Teaching like a Lockpicker
In a video from June 2016, a YouTuber known as LockPickingLawyer, takes us on a seven-minute exploration of his technique for practising his skills as a lock picker. If you’ve never seen one at work, a lock picker is someone who can open locks and padlocks without the key and with little more than a few simple tools and a lot of skill.
A few minutes on LockPickingLawyer’s YouTube channel will show you that he is a lock picker of tremendous skill, conquering a range of padlocks, bicycle locks, and assorted other security systems in what seems like an almost comically short amount of time. To practice, LockPickingLawyer puts in a great deal of time picking locks, much as you would expect, but his technique fascinates me. Rather than select a lock and pick it repeatedly, over and over, slowly improving his technique, he will pick a lock and immediately put it to one side before picking another, and another. He continues this way until he has worked his way through a whole tray of locks.
His explanation for this is striking. If he picks the same lock repeatedly he will learn to pick that one lock really well, but only that one lock. However, by selecting a pile of locks to pick, and never picking the same one twice in a row, he can never become accustomed to a particular lock and so, he says, he is picking each lock “as if for the first time.”

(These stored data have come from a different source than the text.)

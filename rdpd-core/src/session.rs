//! Sans-IO server session: one client connection from X.224 negotiation
//! to disconnect.
//!
//! The driver hands every complete frame to
//! [`process_frame`](ServerSession::process_frame) and writes out whatever
//! [`take_outbound`](ServerSession::take_outbound) returns. Nothing in here
//! touches a socket, so the whole connection sequence can be exercised in
//! plain unit tests.

use std::collections::VecDeque;
use std::sync::Arc;
use std::time::Instant;

use bytes::Bytes;
use tracing::{debug, error, info, warn};

use crate::channel::drdynvc::{DRDYNVC_NAME, DrdynvcLayer, DvcEvent};
use crate::channel::ChannelLayer;
use crate::client_info::ClientInfo;
use crate::config::ServerContext;
use crate::error::{RdpError, Result};
use crate::events::{DisconnectReason, SessionEventSink, UpdateKind};
use crate::fastpath;
use crate::iso::{IsoLayer, Negotiation, Protocols};
use crate::mcs::{ChannelItem, GLOBAL_CHANNEL_ID, McsEvent, McsLayer, McsState};
use crate::rdp::{RdpLayer, RdpSignal, Redirection, SuppressReasons};
use crate::sec::gcc::{early, MAX_DESKTOP_SIZE, MIN_DESKTOP_SIZE};
use crate::sec::{Outbound, SecEvent, SecLayer};
use crate::stream::WireBuffer;

// ── SessionPhase ─────────────────────────────────────────────────

/// Where the connection sequence stands.
///
/// ```text
///  Negotiating ──► [AwaitTransportUpgrade] ──► ConnectingMcs ──► Activating
///       │                                                         │  ▲
///       │                                                         ▼  │ reactivate
///       └──────────────────────► Closed ◄──────────────────────  Active
/// ```
#[derive(Debug, Clone, Copy, PartialEq, Eq, Default)]
pub enum SessionPhase {
    #[default]
    Negotiating,
    /// TLS was selected; the driver must upgrade the transport.
    AwaitTransportUpgrade,
    /// MCS connect, security exchange and Client Info.
    ConnectingMcs,
    /// Licensing done, capability exchange and finalization running.
    Activating,
    Active {
        since: Instant,
    },
    Closed,
}

impl std::fmt::Display for SessionPhase {
    fn fmt(&self, f: &mut std::fmt::Formatter<'_>) -> std::fmt::Result {
        match self {
            Self::Negotiating => write!(f, "Negotiating"),
            Self::AwaitTransportUpgrade => write!(f, "AwaitTransportUpgrade"),
            Self::ConnectingMcs => write!(f, "ConnectingMcs"),
            Self::Activating => write!(f, "Activating"),
            Self::Active { .. } => write!(f, "Active"),
            Self::Closed => write!(f, "Closed"),
        }
    }
}

impl SessionPhase {
    pub fn is_active(&self) -> bool {
        matches!(self, Self::Active { .. })
    }

    pub fn is_closed(&self) -> bool {
        matches!(self, Self::Closed)
    }

    /// How long the session has been active; `None` in any other phase.
    pub fn active_duration(&self) -> Option<std::time::Duration> {
        match self {
            Self::Active { since } => Some(since.elapsed()),
            _ => None,
        }
    }

    /// Client Info has been accepted.
    fn logged_on(&self) -> bool {
        matches!(self, Self::Activating | Self::Active { .. })
    }
}

/// What the driver must do after a frame was processed.
#[derive(Debug, Clone, Copy, PartialEq, Eq)]
pub enum SessionOutcome {
    Continue,
    /// Flush the outbound queue, then wrap the transport in TLS and call
    /// [`ServerSession::transport_upgraded`].
    UpgradeTransport,
    /// Flush the outbound queue and close the transport.
    Disconnect(DisconnectReason),
}

// ── ServerSession ────────────────────────────────────────────────

pub struct ServerSession {
    ctx: Arc<ServerContext>,
    phase: SessionPhase,
    iso: IsoLayer,
    mcs: McsLayer,
    sec: SecLayer,
    rdp: RdpLayer,
    channels: ChannelLayer,
    dvc: DrdynvcLayer,
    info: ClientInfo,
    outbound: VecDeque<Bytes>,
    sink: Box<dyn SessionEventSink>,
    closed: Option<DisconnectReason>,
}

impl std::fmt::Debug for ServerSession {
    fn fmt(&self, f: &mut std::fmt::Formatter<'_>) -> std::fmt::Result {
        f.debug_struct("ServerSession")
            .field("phase", &self.phase)
            .field("iso", &self.iso.state())
            .field("mcs", &self.mcs.state())
            .field("sec", &self.sec)
            .field("rdp", &self.rdp.state())
            .field("outbound", &self.outbound.len())
            .finish_non_exhaustive()
    }
}
impl DrdynvcLayer {
    pub fn new() -> Self {
        Self::default()
    }

    pub fn is_ready(&self) -> bool {
        self.ready
    }

    pub fn status(&self, chan_id: u32) -> DvcStatus {
        self.slot(chan_id).map_or(DvcStatus::Closed, |s| s.status)
    }

    fn slot(&self, chan_id: u32) -> Option<&DvcSlot> {
        self.slots.get(chan_id as usize)
    }

    fn slot_mut(&mut self, chan_id: u32) -> Result<&mut DvcSlot> {
        self.slots
            .get_mut(chan_id as usize)
            .ok_or(RdpError::InvalidField {
                field: "dynamic channel id",
                value: u64::from(chan_id),
            })
    }

    // ── Outbound ─────────────────────────────────────────────────

    /// The capability request that starts drdynvc. Only produced once.
    pub fn caps_request(&mut self) -> Option<Vec<u8>> {
        if self.caps_sent {
            return None;
        }
        self.caps_sent = true;
        let mut s = WireBuffer::with_capacity(12);
        s.write_u8(CMD_CAPABILITY << 4);
        s.write_u8(0);
        s.write_u16_le(CAPS_VERSION);
        for charge in PRIORITY_CHARGES {
            s.write_u16_le(charge);
        }
        Some(s.as_slice().to_vec())
    }

    /// Allocate a slot and build the create request for `name`.
    pub fn open(&mut self, name: &str) -> Result<(u32, Vec<u8>)> {
        if !self.ready {
            return Err(RdpError::UnexpectedPdu {
                pdu: "dynamic channel create",
                state: "drdynvc not ready",
            });
        }
        if name.is_empty() || !name.is_ascii() || name.contains('\0') {
            return Err(RdpError::Config(format!("invalid dynamic channel name {name:?}")));
        }
        let chan_id = (1..MAX_DYNAMIC_CHANNELS)
            .find(|&i| self.slots[i].status == DvcStatus::Closed)
            .ok_or(RdpError::ProtocolViolation("no free dynamic channel slot"))? as u32;

        let slot = &mut self.slots[chan_id as usize];
        slot.status = DvcStatus::Opening;
        slot.name = name.to_owned();
        slot.reassembly = None;

        let mut s = WireBuffer::with_capacity(name.len() + 3);
        s.write_u8(CMD_CREATE << 4);
        s.write_u8(chan_id as u8);
        s.write_bytes(name.as_bytes());
        s.write_u8(0);
        debug!(chan_id, name, "dynamic channel create request");
        Ok((chan_id, s.as_slice().to_vec()))
    }

    /// Build the messages carrying `data` on an open channel, each no
    /// larger than one static channel chunk.
    pub fn data(&self, chan_id: u32, data: &[u8]) -> Result<Vec<Vec<u8>>> {
        if self.status(chan_id) != DvcStatus::Open {
            return Err(RdpError::UnexpectedPdu {
                pdu: "dynamic channel data",
                state: "channel not open",
            });
        }
        let id = chan_id as u8;
        // Header and one byte channel id.
        if data.len() + 2 <= CHUNK_SIZE {
            let mut msg = Vec::with_capacity(data.len() + 2);
            msg.push(CMD_DATA << 4);
            msg.push(id);
            msg.extend_from_slice(data);
            return Ok(vec![msg]);
        }

        let total = u32::try_from(data.len()).map_err(|_| RdpError::invalid("dynamic channel data length", data.len() as u64))?;
        let (sp, len_bytes): (u8, Vec<u8>) = match total {
            0..=0xFFFF => (1, (total as u16).to_le_bytes().to_vec()),
            _ => (2, total.to_le_bytes().to_vec()),
        };
        let mut first = Vec::with_capacity(CHUNK_SIZE);
        first.push((CMD_DATA_FIRST << 4) | (sp << 2));
        first.push(id);
        first.extend_from_slice(&len_bytes);
        let take = CHUNK_SIZE - first.len();
        first.extend_from_slice(&data[..take]);

        let mut messages = vec![first];
        for part in data[take..].chunks(CHUNK_SIZE - 2) {
            let mut msg = Vec::with_capacity(part.len() + 2);
            msg.push(CMD_DATA << 4);
            msg.push(id);
            msg.extend_from_slice(part);
            messages.push(msg);
        }
        trace!(chan_id, total, pieces = messages.len(), "dynamic channel data fragmented");
        Ok(messages)
    }

    /// Close request for `chan_id`. The slot is freed immediately.
    pub fn close(&mut self, chan_id: u32) -> Result<Vec<u8>> {
        let slot = self.slot_mut(chan_id)?;
        if slot.status == DvcStatus::Closed {
            return Err(RdpError::UnexpectedPdu {
                pdu: "dynamic channel close",
                state: "channel closed",
            });
        }
        *slot = DvcSlot::default();
        debug!(chan_id, "dynamic channel close request");
        Ok(vec![CMD_CLOSE << 4, chan_id as u8])
    }

    // ── Inbound ──────────────────────────────────────────────────

    /// Process one complete message from the drdynvc static channel.
    pub fn recv(&mut self, s: &mut WireBuffer, config: &ServerConfig) -> Result<Option<DvcEvent>> {
        let header = s.read_u8()?;
        let cmd = header >> 4;
        let sp = (header >> 2) & 0x03;
        let cb_id = header & 0x03;

        match cmd {
            CMD_CAPABILITY => {
                s.skip(1, "drdynvc caps padding")?;
                let version = s.read_u16_le()?;
                if !self.caps_sent {
                    return Err(RdpError::UnexpectedPdu {
                        pdu: "drdynvc caps response",
                        state: "no caps request sent",
                    });
                }
                self.ready = true;
                info!(version, "drdynvc ready");
                Ok(Some(DvcEvent::Ready { version }))
            }
            CMD_CREATE => {
                let chan_id = read_var(s, cb_id)?;
                let creation_status = s.read_u32_le()? as i32;
                let slot = self.slot_mut(chan_id)?;
                if slot.status != DvcStatus::Opening {
                    warn!(chan_id, "create response for a channel that is not opening");
                    return Ok(None);
                }
                let success = creation_status >= 0;
                slot.status = if success { DvcStatus::Open } else { DvcStatus::Closed };
                let name = std::mem::take(&mut slot.name);
                if success {
                    slot.name = name.clone();
                }
                info!(chan_id, name = %name, success, creation_status, "dynamic channel create response");
                Ok(Some(DvcEvent::Opened { chan_id, name, success }))
            }
            CMD_DATA_FIRST => {
                let chan_id = read_var(s, cb_id)?;
                let total = read_var(s, sp)? as usize;
                if total > config.max_channel_reassembly {
                    return Err(RdpError::FrameTooLarge {
                        size: total,
                        max: config.max_channel_reassembly,
                    });
                }
                let chunk = s.rest().to_vec();
                if chunk.len() > total {
                    return Err(RdpError::ProtocolViolation("dynamic channel data exceeds declared length"));
                }
                let slot = self.slot_mut(chan_id)?;
                if slot.status != DvcStatus::Open {
                    debug!(chan_id, "data first on a channel that is not open");
                    return Ok(None);
                }
                if chunk.len() == total {
                    slot.reassembly = None;
                    return Ok(Some(DvcEvent::Data { chan_id, data: chunk }));
                }
                let mut buf = Vec::with_capacity(total);
                buf.extend_from_slice(&chunk);
                slot.reassembly = Some((total, buf));
                Ok(None)
            }
            CMD_DATA => {
                let chan_id = read_var(s, cb_id)?;
                let chunk = s.rest();
                let slot = self.slot_mut(chan_id)?;
                if slot.status != DvcStatus::Open {
                    debug!(chan_id, "data on a channel that is not open");
                    return Ok(None);
                }
                let Some((total, buf)) = slot.reassembly.as_mut() else {
                    return Ok(Some(DvcEvent::Data {
                        chan_id,
                        data: chunk.to_vec(),
                    }));
                };
                if buf.len() + chunk.len() > *total {
                    return Err(RdpError::ProtocolViolation("dynamic channel data exceeds declared length"));
                }
                buf.extend_from_slice(chunk);
                if buf.len() < *total {
                    return Ok(None);
                }
                let data = slot.reassembly.take().map(|(_, buf)| buf).unwrap_or_default();
                Ok(Some(DvcEvent::Data { chan_id, data }))
            }
            CMD_CLOSE => {
                let chan_id = read_var(s, cb_id)?;
                let slot = self.slot_mut(chan_id)?;
                if slot.status == DvcStatus::Closed {
                    debug!(chan_id, "close for a channel already closed");
                    return Ok(None);
                }
                *slot = DvcSlot::default();
                info!(chan_id, "dynamic channel closed by client");
                Ok(Some(DvcEvent::Closed { chan_id }))
            }
            CMD_DATA_FIRST_COMPRESSED | CMD_DATA_COMPRESSED => {
                Err(RdpError::ProtocolViolation("compressed dynamic channel data"))
            }
            CMD_SOFT_SYNC_REQUEST => {
                debug!("ignoring drdynvc soft-sync request");
                Ok(None)
            }
            other => Err(RdpError::UnknownVariant {
                type_name: "drdynvc command",
                value: u64::from(other),
            }),
        }
    }
}
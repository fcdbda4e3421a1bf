//! Sliding-window rate limiter.
//!
//! Bounds outbound probes to a configured quota Q per rolling 60-second
//! window. Keeps the timestamps of the last Q admissions; when the window is
//! full, `acquire` sleeps until the oldest admission ages out. This is a
//! sliding-window limiter with no burst allowance, not a leaky bucket.
//!
//! Timestamps come from `tokio::time::Instant` so tests can drive the
//! limiter on a paused clock.

use crate::error::HandleCheckError;
use std::collections::VecDeque;
use std::time::Duration;
use tokio::time::{sleep, Instant};

/// Length of the rolling admission window.
pub const WINDOW: Duration = Duration::from_secs(60);

/// Admits at most `quota` operations in any trailing 60-second interval.
pub struct RateLimiter {
    quota: usize,
    window: Duration,
    admissions: VecDeque<Instant>,
}

impl RateLimiter {
    /// Create a limiter with the given per-minute quota.
    ///
    /// The quota is fixed at construction and immutable afterwards.
    pub fn new(quota: u32) -> Result<Self, HandleCheckError> {
        if quota == 0 {
            return Err(HandleCheckError::config(
                "rate quota must be at least 1 probe per minute",
            ));
        }
        Ok(Self {
            quota: quota as usize,
            window: WINDOW,
            admissions: VecDeque::with_capacity(quota as usize),
        })
    }

    /// The configured per-window quota.
    pub fn quota(&self) -> usize {
        self.quota
    }

    /// Block until another operation may be admitted, then record it.
    ///
    /// Admits immediately while fewer than `quota` admissions are recorded.
    /// Otherwise sleeps for whatever remains of the window measured from the
    /// oldest recorded admission, which may be up to the full window length.
    pub async fn acquire(&mut self) {
        let now = Instant::now();

        if self.admissions.len() < self.quota {
            self.admissions.push_back(now);
            return;
        }

        let oldest = match self.admissions.front() {
            Some(instant) => *instant,
            None => {
                self.admissions.push_back(now);
                return;
            }
        };

        let elapsed = now.duration_since(oldest);
        if elapsed < self.window {
            let wait = self.window - elapsed;
            tracing::debug!(
                wait_ms = wait.as_millis() as u64,
                quota = self.quota,
                "rate window full, sleeping"
            );
            sleep(wait).await;
        }

        self.admissions.pop_front();
        self.admissions.push_back(Instant::now());
    }
}

#[cfg(test)]
mod tests {
    use super::*;

    #[test]
    fn test_zero_quota_rejected() {
        assert!(RateLimiter::new(0).is_err());
        assert_eq!(RateLimiter::new(30).unwrap().quota(), 30);
    }

    #[tokio::test(start_paused = true)]
    async fn test_under_quota_admits_immediately() {
        let mut limiter = RateLimiter::new(5).unwrap();
        let start = Instant::now();

        for _ in 0..5 {
            limiter.acquire().await;
        }

        assert_eq!(
            start.elapsed(),
            Duration::ZERO,
            "first quota admissions must not sleep"
        );
    }

    #[tokio::test(start_paused = true)]
    async fn test_quota_plus_one_waits_full_window() {
        let mut limiter = RateLimiter::new(3).unwrap();
        let start = Instant::now();

        for _ in 0..3 {
            limiter.acquire().await;
        }
        limiter.acquire().await; // 4th call

        assert!(
            start.elapsed() >= WINDOW,
            "the (Q+1)-th acquire returned after only {:?}",
            start.elapsed()
        );
    }

    #[tokio::test(start_paused = true)]
    async fn test_window_slides_per_admission() {
        let mut limiter = RateLimiter::new(1).unwrap();
        let start = Instant::now();

        limiter.acquire().await;
        assert_eq!(start.elapsed(), Duration::ZERO);

        limiter.acquire().await;
        assert!(start.elapsed() >= WINDOW);
        assert!(start.elapsed() < WINDOW * 2);

        limiter.acquire().await;
        assert!(start.elapsed() >= WINDOW * 2);
    }

    #[tokio::test(start_paused = true)]
    async fn test_aged_out_window_admits_without_sleep() {
        let mut limiter = RateLimiter::new(2).unwrap();

        limiter.acquire().await;
        limiter.acquire().await;

        // Let the whole window age out
        sleep(WINDOW + Duration::from_secs(1)).await;

        let before = Instant::now();
        limiter.acquire().await;
        assert_eq!(before.elapsed(), Duration::ZERO);
    }
}
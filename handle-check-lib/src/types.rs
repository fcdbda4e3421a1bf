//! Core data types for username availability probing.
//!
//! This module defines all the main data structures used throughout the library,
//! including probe results, the immutable scan configuration, and run summaries.

use crate::error::HandleCheckError;
use serde::{Deserialize, Serialize};
use std::collections::HashSet;
use std::path::PathBuf;
use std::time::Duration;

/// Default candidate alphabet: 26 lowercase letters + 10 digits.
pub const DEFAULT_ALPHABET: &str = "abcdefghijklmnopqrstuvwxyz0123456789";

/// Fixed descriptive User-Agent sent with every probe.
pub const DEFAULT_USER_AGENT: &str = concat!(
    "handle-check/",
    env!("CARGO_PKG_VERSION"),
    " (by u/handle-check) - Checking username availability"
);

/// Tri-state classification of one probe.
///
/// `Indeterminate` means the transport failed (timeout, connection error);
/// it is treated conservatively and never recorded as available.
#[derive(Debug, Clone, Copy, PartialEq, Eq, Serialize, Deserialize)]
pub enum Verdict {
    /// The service reports no such identifier exists
    #[serde(rename = "available")]
    Available,

    /// A response was received indicating existence or suspension
    #[serde(rename = "taken")]
    Taken,

    /// The probe failed (network/timeout); availability unknown
    #[serde(rename = "indeterminate")]
    Indeterminate,
}

impl std::fmt::Display for Verdict {
    fn fmt(&self, f: &mut std::fmt::Formatter<'_>) -> std::fmt::Result {
        match self {
            Verdict::Available => write!(f, "available"),
            Verdict::Taken => write!(f, "taken"),
            Verdict::Indeterminate => write!(f, "indeterminate"),
        }
    }
}

/// Result of probing a single username.
///
/// Transport failures are carried in-band: `verdict` is `Indeterminate` and
/// `error_message` holds the failure detail. Callers branch on the verdict,
/// never on a thrown error.
#[derive(Debug, Clone, Serialize, Deserialize)]
pub struct ProbeResult {
    /// The username that was probed
    pub username: String,

    /// Tri-state availability classification
    pub verdict: Verdict,

    /// HTTP status code of the response, if one was received
    #[serde(skip_serializing_if = "Option::is_none")]
    pub http_status: Option<u16>,

    /// How long the probe took (excluding the rate-limiter wait)
    #[serde(skip_serializing_if = "Option::is_none")]
    pub check_duration: Option<Duration>,

    /// Diagnostic structural marker extracted from the response body.
    /// Informational only; has no effect on the verdict.
    #[serde(skip_serializing_if = "Option::is_none")]
    pub marker: Option<String>,

    /// Transport failure detail when the verdict is `Indeterminate`
    #[serde(skip_serializing_if = "Option::is_none")]
    pub error_message: Option<String>,
}

/// Immutable configuration for a probing run.
///
/// Constructed once at startup and passed into each component; there is no
/// ambient global state. Use the `with_*` builder methods to customize.
#[derive(Debug, Clone, Serialize, Deserialize)]
pub struct ScanConfig {
    /// Candidate alphabet for bulk enumeration.
    /// Default: lowercase letters + digits (36 symbols)
    pub alphabet: String,

    /// Fixed candidate length L for bulk enumeration.
    /// Default: 3
    pub length: usize,

    /// Probes admitted per rolling 60-second window.
    /// Default: 30. Must be at least 1.
    pub rate_per_minute: u32,

    /// Timeout for each outbound probe request.
    /// Default: 10 seconds
    #[serde(skip)] // Don't serialize Duration directly
    pub timeout: Duration,

    /// Pause after a transport failure before the next probe.
    /// Default: 30 seconds
    #[serde(skip)] // Don't serialize Duration directly
    pub cooldown: Duration,

    /// Base URL of the profile service; probes GET `<base>/user/<name>`.
    pub base_url: String,

    /// Descriptive User-Agent header sent with every probe
    pub user_agent: String,

    /// Which aria-label occurrence (1-based) to report as the diagnostic
    /// marker. Default: 1
    pub marker_occurrence: usize,

    /// Directory for per-username raw response dumps.
    /// Default: None (dumps disabled)
    pub debug_dir: Option<PathBuf>,

    /// Cap on probes attempted in bulk mode.
    /// Default: None (full enumeration space)
    pub max_checks: Option<u64>,

    /// Checkpoint file override; None derives the name from `length`
    pub checkpoint_file: Option<PathBuf>,

    /// Result file override; None derives the name from `length`
    pub results_file: Option<PathBuf>,
}

impl Default for ScanConfig {
    /// Create a sensible default configuration.
    ///
    /// The defaults reproduce the conservative probing posture: 30 probes
    /// per minute, 10-second timeout, 30-second failure cooldown.
    fn default() -> Self {
        Self {
            alphabet: DEFAULT_ALPHABET.to_string(),
            length: 3,
            rate_per_minute: 30,
            timeout: Duration::from_secs(10),
            cooldown: Duration::from_secs(30),
            base_url: "https://www.reddit.com".to_string(),
            user_agent: DEFAULT_USER_AGENT.to_string(),
            marker_occurrence: 1,
            debug_dir: None,
            max_checks: None,
            checkpoint_file: None,
            results_file: None,
        }
    }
}

impl ScanConfig {
    /// Set the candidate length for bulk enumeration.
    pub fn with_length(mut self, length: usize) -> Self {
        self.length = length;
        self
    }

    /// Set the per-minute probe quota.
    pub fn with_rate(mut self, rate_per_minute: u32) -> Self {
        self.rate_per_minute = rate_per_minute;
        self
    }

    /// Set the per-request timeout.
    pub fn with_timeout(mut self, timeout: Duration) -> Self {
        self.timeout = timeout;
        self
    }

    /// Set the transport-failure cooldown.
    pub fn with_cooldown(mut self, cooldown: Duration) -> Self {
        self.cooldown = cooldown;
        self
    }

    /// Set the profile service base URL.
    pub fn with_base_url<S: Into<String>>(mut self, base_url: S) -> Self {
        self.base_url = base_url.into();
        self
    }

    /// Cap the number of probes attempted in bulk mode.
    pub fn with_max_checks(mut self, max_checks: u64) -> Self {
        self.max_checks = Some(max_checks);
        self
    }

    /// Enable per-username raw response dumps into `dir`.
    pub fn with_debug_dir<P: Into<PathBuf>>(mut self, dir: P) -> Self {
        self.debug_dir = Some(dir.into());
        self
    }

    /// Set the diagnostic marker occurrence index (1-based).
    pub fn with_marker_occurrence(mut self, occurrence: usize) -> Self {
        self.marker_occurrence = occurrence;
        self
    }

    /// Validate the configuration before a run.
    ///
    /// Catches the settings that would otherwise fail deep inside a run:
    /// empty or duplicated alphabets, zero quota, zero-length candidates.
    pub fn validate(&self) -> Result<(), HandleCheckError> {
        if self.alphabet.is_empty() {
            return Err(HandleCheckError::config("alphabet cannot be empty"));
        }
        let mut seen = HashSet::new();
        for ch in self.alphabet.chars() {
            if !seen.insert(ch) {
                return Err(HandleCheckError::config(format!(
                    "duplicate symbol '{}' in alphabet",
                    ch
                )));
            }
        }
        if self.length == 0 {
            return Err(HandleCheckError::config(
                "candidate length must be at least 1",
            ));
        }
        if self.rate_per_minute == 0 {
            return Err(HandleCheckError::config(
                "rate quota must be at least 1 probe per minute",
            ));
        }
        if self.timeout.is_zero() {
            return Err(HandleCheckError::config("probe timeout must be non-zero"));
        }
        if self.marker_occurrence == 0 {
            return Err(HandleCheckError::config(
                "marker occurrence index is 1-based and must be at least 1",
            ));
        }
        if let Some(0) = self.max_checks {
            return Err(HandleCheckError::config(
                "max checks must be at least 1 when set",
            ));
        }
        Ok(())
    }
}

/// Summary of a completed (or interrupted) bulk run.
#[derive(Debug, Clone, Default, Serialize)]
pub struct ScanSummary {
    /// Probes attempted in this run (checkpoint-skipped candidates excluded)
    pub attempted: u64,

    /// Candidates skipped because they were already in the checkpoint
    pub skipped: u64,

    /// Probes classified taken
    pub taken: u64,

    /// Probes that failed in transport
    pub indeterminate: u64,

    /// Usernames found available, in discovery order
    pub available: Vec<String>,

    /// Wall-clock duration of the run
    pub elapsed: Duration,

    /// Whether the run was stopped by a cancellation request
    pub interrupted: bool,
}

#[cfg(test)]
mod tests {
    use super::*;

    #[test]
    fn test_default_config() {
        let config = ScanConfig::default();
        assert_eq!(config.alphabet.len(), 36);
        assert_eq!(config.length, 3);
        assert_eq!(config.rate_per_minute, 30);
        assert_eq!(config.timeout, Duration::from_secs(10));
        assert_eq!(config.cooldown, Duration::from_secs(30));
        assert!(config.validate().is_ok());
    }

    #[test]
    fn test_validate_rejects_zero_rate() {
        let config = ScanConfig::default().with_rate(0);
        assert!(config.validate().is_err());
    }

    #[test]
    fn test_validate_rejects_zero_length() {
        let config = ScanConfig::default().with_length(0);
        assert!(config.validate().is_err());
    }

    #[test]
    fn test_validate_rejects_duplicate_alphabet() {
        let config = ScanConfig {
            alphabet: "aab".to_string(),
            ..Default::default()
        };
        assert!(config.validate().is_err());
    }

    #[test]
    fn test_validate_rejects_zero_max_checks() {
        let config = ScanConfig::default().with_max_checks(0);
        assert!(config.validate().is_err());
    }

    #[test]
    fn test_probe_result_serialization_skips_empty_fields() {
        let result = ProbeResult {
            username: "abc".to_string(),
            verdict: Verdict::Available,
            http_status: Some(404),
            check_duration: None,
            marker: None,
            error_message: None,
        };
        let json = serde_json::to_string(&result).unwrap();
        assert!(json.contains("\"available\""));
        assert!(json.contains("404"));
        assert!(!json.contains("error_message"));
        assert!(!json.contains("marker"));
    }

    #[test]
    fn test_verdict_display() {
        assert_eq!(Verdict::Available.to_string(), "available");
        assert_eq!(Verdict::Taken.to_string(), "taken");
        assert_eq!(Verdict::Indeterminate.to_string(), "indeterminate");
    }
}
//! Utility functions for username validation and default file naming.

use crate::error::HandleCheckError;
use std::path::PathBuf;

/// Validate an explicitly-supplied username.
///
/// This is a basic format check for single-identifier mode; the remote
/// service remains the authority on what it accepts.
pub fn validate_username(username: &str) -> Result<(), HandleCheckError> {
    let username = username.trim();

    if username.is_empty() {
        return Err(HandleCheckError::invalid_username(
            username,
            "username cannot be empty",
        ));
    }

    if username.len() > 20 {
        return Err(HandleCheckError::invalid_username(
            username,
            "username longer than 20 characters",
        ));
    }

    if !username
        .chars()
        .all(|c| c.is_ascii_alphanumeric() || c == '_' || c == '-')
    {
        return Err(HandleCheckError::invalid_username(
            username,
            "usernames may only contain letters, digits, '_' and '-'",
        ));
    }

    Ok(())
}

/// Default checkpoint file name for a given candidate length.
pub fn default_checkpoint_file(length: usize) -> PathBuf {
    PathBuf::from(format!("checked_usernames_{}char.txt", length))
}

/// Default result file name for a given candidate length.
pub fn default_results_file(length: usize) -> PathBuf {
    PathBuf::from(format!("available_usernames_{}char.txt", length))
}

#[cfg(test)]
mod tests {
    use super::*;

    #[test]
    fn test_validate_username() {
        assert!(validate_username("spez").is_ok());
        assert!(validate_username("a1_b-2").is_ok());
        assert!(validate_username("abc").is_ok());

        assert!(validate_username("").is_err());
        assert!(validate_username("   ").is_err());
        assert!(validate_username("has space").is_err());
        assert!(validate_username("exclaim!").is_err());
        assert!(validate_username("waaaaaaaaaaaaaaaaytoolong").is_err());
    }

    #[test]
    fn test_validate_username_trims() {
        assert!(validate_username("  spez  ").is_ok());
    }

    #[test]
    fn test_default_file_names() {
        assert_eq!(
            default_checkpoint_file(3),
            PathBuf::from("checked_usernames_3char.txt")
        );
        assert_eq!(
            default_results_file(4),
            PathBuf::from("available_usernames_4char.txt")
        );
    }
}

“When we set work for students, plan our lessons, and give them assessments, are we teaching them to really pick locks or just to be great at picking one very particular lock?”
We might then ask ourselves, as educators, how can our students approach a challenge, a task, or a puzzle “as if for the first time”? When we set work for students, plan our lessons, and give them assessments, are we teaching them to really pick locks or just to be great at picking one very particular lock? To do this would emphasise skills and tools over memorisation and repetition. We would be looking at a much more holistic approach rather than the targeted learning so many education systems rely on.
For many taught courses, the exam at the end of the programme sits like a padlock to be picked and much of our work as teachers is teaching students how to pick this particular lock. Where to apply the pressure, how to use the tools we have equipped them with, and how to read the challenge they are given. Many students become quite adept at this specific puzzle and can crack any variation we throw at them. But the moment we give them something that lies outside these bounds we find the limits of their skills and the end of their knowledge. Nothing yields. Nothing opens. They struggle and work at things, but no matter what they do they can’t solve it. We’ve taught them to pick a very particular lock, and now we’ve seen the shortcomings of this method.
There is always this tension, between teaching to any success criteria and teaching for teaching’s sake and it is a tension teachers feel every single day. Some of us resign ourselves to the inevitability, some of us rail against it, but all of us feel it in one way or another.
One of my roles, from time to time, is to prepare students for university interviews of different kinds. On many occasions, I have interviewed students for subjects I know only a little about; international relations, economics, medicine, and even the sciences. A colleague asked me how I handle interviewing someone for something I have never taught and I said it was easy, I simply ask the student something they’ve never been asked before. A student may sit in front of me with a tremendous knowledge of political affairs, physiology, or quantum physics, but I know I can test their knowledge and understanding just by asking something they’ve never been asked before. In other words, by giving them a lock they’ve never picked.
“Humankind is encountering challenge after challenge where there are no existing answers to fall back upon and without creativity and innovation of thought we’ll be forever trapped in repeating the same old failed solutions.”
So much in life, of course, is trying to solve problems the likes of which we’ve never come across and the value of being able to learn such generalised thinking skills, and critical aptitudes is enormous. Humankind is encountering challenge after challenge where there are no existing answers to fall back upon and without creativity and innovation of thought we’ll be forever trapped in repeating the same old failed solutions. How, then, can we escape the trap of teaching to the test when teachers, and society alike, want to value and develop wider thinking skills?
ASSESSMENT
A first step will be to rethink the nature of assessment in education, the outcome expected of any system will control how that system operates so this must be our first consideration. Alternative assessment models abound, and the development of education technologies makes this an increasingly studied question - yet an answer has still to emerge.
IT’S OK TO FAIL
We need to enable teachers to be able to fail. We need to understand that the learning process cannot be ruled by commodification and quantitative data and for things to go well, in important, interesting, and socially meaningful ways, things also have to be able to go wrong. We need space for experimentation, creativity, and adventure. Freed from assessment models built on regurgitation we may be able to reclaim territory for this kind of learning.
LEARN HOW TO LEARN
Finally, we need to acknowledge that learning to learn is far more important than learning any particular thing. The rote retention and repetition of facts and information is no longer of educational value and crowds out opportunities for real learning. Instead, we must focus on aptitudes - design thinking, critical thinking, creativity, and innovation, and let the teaching of these skills vary as the needs, interests, and demands of students vary. Such a focus will produce students who won’t falter when asked a question they’ve never been asked before. If we equip our students with the right mental tools and powerful learning skills, they’ll crack any lock.